The brief FTC note indicates the agency will look to combat poor security practices, protect against the misuse of personal information, and discrimination arising from algorithmic decision-making.

Last month, the Federal Trade Commission (“FTC”) submitted a brief summary of potential rules it may look at implementing over the course of 2022 to the Office of Management and Budget (“OMB”). The summary comes on the heels of a letter from FTC Commissioner Lina Khan to Sen. Richard Blumenthal, who is the chair of the Committee on Commerce, Science, and Transportation; as well as the chair of the subcommittee on Consumer Protection, Product Safety, and Data Security.

According to Commissioner Khan, any such rulemaking would be conducted under an updated, streamlined rule making process. The updated process eliminates time consuming elements of the rulemaking process (such as staff reports and analysis) that are not specifically required by law. The hope is that the streamlined process will allow for rules and regulations to be timelier, instead of one or two steps behind the technology it regulates.

While no draft or final rule is published yet, the summary and letter show an increased interest in more privacy and data protection regulation from the FTC.

Congress has been calling on the federal government to implement new rules and regulations on such matters, and the letter specifically addresses such calls. Congress has also proposed a litany of new laws; some geared at tech anti-trust, some geared at omnibus privacy protection. However, no legislation is close to being taken up for serious consideration.

Possible New Privacy Regulation

The summary and letter highlight three specific areas where the FTC will look into adopting new regulations: (1) security practices; (2) protection against the misuse of personal information; and (3) protection against discrimination that may arise from algorithmic decision-making.

First, the FTC may take new action against poor security practices. This is in line with other FTC and federal government action, which has recently heightened its focus on specific security measures that business must adopt in order to guard against the rising threat that cybersecurity incidents pose to individuals and the U.S. For example, the FTC recently issued an amended Safeguards rule requiring financial institutions to implement specific security measures (such as multi-factor authentication and encryption).

Future FTC rulemaking in this area may broadly apply specific security standards to a broader swatch of businesses, in order to combat lax security standards.

Second, in order to protect consumers from the misuse or abuse of their personal information, the FTC may consider new rules on so called “dark patterns.” Dark patterns are ploys that businesses use to mislead consumers into purchasing certain goods or services, or use to get consumers to agree to certain contracts, terms, or agreements. Any deceptive practice that is built into a business’s user-interface that—intentionally or unintentionally—obscures or subverts a consumer’s independent choices, is considered a dark pattern. It can also include instances where a business misleads a consumer into giving their personal information away.

For example, if a business’s systems interpret a lack of a choice, or silence, as consent, such a practice could be considered a dark pattern.
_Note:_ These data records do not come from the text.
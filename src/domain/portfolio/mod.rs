//! Portfolio domain: user holdings and their valuation against a snapshot.

pub mod state;
pub mod valuation;

use crate::shared::CoinId;
use rust_decimal::Decimal;
use serde::{Deserialize, Serialize};
use std::fmt;

pub use state::Portfolio;
pub use valuation::{holding_rows, summarize, value_portfolio, HoldingRow, PortfolioSummary, PortfolioTotals};

// ─── HoldingId ───────────────────────────────────────────────────────────────

/// Synthetic holding identifier (creation time in Unix ms).
#[derive(Debug, Clone, Copy, PartialEq, Eq, Hash, PartialOrd, Ord, Serialize, Deserialize)]
#[serde(transparent)]
pub struct HoldingId(pub i64);

impl fmt::Display for HoldingId {
    fn fmt(&self, f: &mut fmt::Formatter<'_>) -> fmt::Result {
        write!(f, "{}", self.0)
    }
}

// ─── Holding ─────────────────────────────────────────────────────────────────

/// A user-entered position in one coin. Never edited in place.
#[derive(Debug, Clone, PartialEq, Serialize, Deserialize)]
#[serde(rename_all = "camelCase")]
pub struct Holding {
    pub id: HoldingId,
    pub coin_id: CoinId,
    pub amount: Decimal,
    pub buy_price: Decimal,
    /// Acquisition date as shown to the user (`M/D/YYYY`).
    #[serde(default)]
    pub date_bought: String,
}

impl Holding {
    /// `amount * buy_price`, `None` when the product overflows.
    pub fn invested(&self) -> Option<Decimal> {
        self.amount.checked_mul(self.buy_price)
    }

    pub fn validate(&self) -> Result<(), ValidationError> {
        check_fields(&self.coin_id, self.amount, self.buy_price)
    }
}

/// User input for a new holding.
#[derive(Debug, Clone, PartialEq)]
pub struct NewHolding {
    pub coin_id: CoinId,
    pub amount: Decimal,
    pub buy_price: Decimal,
}

impl NewHolding {
    pub fn new(coin_id: impl Into<CoinId>, amount: Decimal, buy_price: Decimal) -> Self {
        Self {
            coin_id: coin_id.into(),
            amount,
            buy_price,
        }
    }

    pub fn validate(&self) -> Result<(), ValidationError> {
        check_fields(&self.coin_id, self.amount, self.buy_price)
    }
}

fn check_fields(coin_id: &CoinId, amount: Decimal, buy_price: Decimal) -> Result<(), ValidationError> {
    if coin_id.is_empty() {
        return Err(ValidationError::MissingCoin);
    }
    if amount.is_sign_negative() && !amount.is_zero() {
        return Err(ValidationError::NegativeAmount(amount));
    }
    if buy_price.is_sign_negative() && !buy_price.is_zero() {
        return Err(ValidationError::NegativeBuyPrice(buy_price));
    }
    Ok(())
}

// ─── Validation ──────────────────────────────────────────────────────────────

#[derive(Debug, Clone, PartialEq)]
pub enum ValidationError {
    MissingCoin,
    NegativeAmount(Decimal),
    NegativeBuyPrice(Decimal),
}

impl fmt::Display for ValidationError {
    fn fmt(&self, f: &mut fmt::Formatter<'_>) -> fmt::Result {
        match self {
            ValidationError::MissingCoin => write!(f, "Holding has no coin"),
            ValidationError::NegativeAmount(v) => write!(f, "Holding amount is negative: {}", v),
            ValidationError::NegativeBuyPrice(v) => {
                write!(f, "Holding buy price is negative: {}", v)
            }
        }
    }
}

impl std::error::Error for ValidationError {}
According to Commissioner Khan, any FTC regulation on dark patterns would address the “serious shortcomings” of the current notice-and-choice privacy approach that U.S. law is largely based on.

Third, the FTC will look into rules and regulations to protect consumers from discrimination in algorithmic decision-making. Algorithms are traditionally protected by intellectual property laws because they are normally considered trade secrets. Therefore, algorithms do not face thorough, independent vetting.

Here, the FTC could consider rules that protect groups of consumers from being “disfavored” by the algorithms based on an individual’s protect status, including religion, race, medical status, gender, or sexual orientation. Businesses could be required to properly review their algorithms and implement policies and procedures to ensure algorithms are developed in a way that guards against intentional or unintentional discrimination.

Moving Forward

On both sides of the aisle and across all branches, the federal government is increasing their focus on privacy and data protection. As new rules and regulations are proposed and adopted, businesses will need to stay on top of evolving, and likely more onerous, privacy and cybersecurity standards.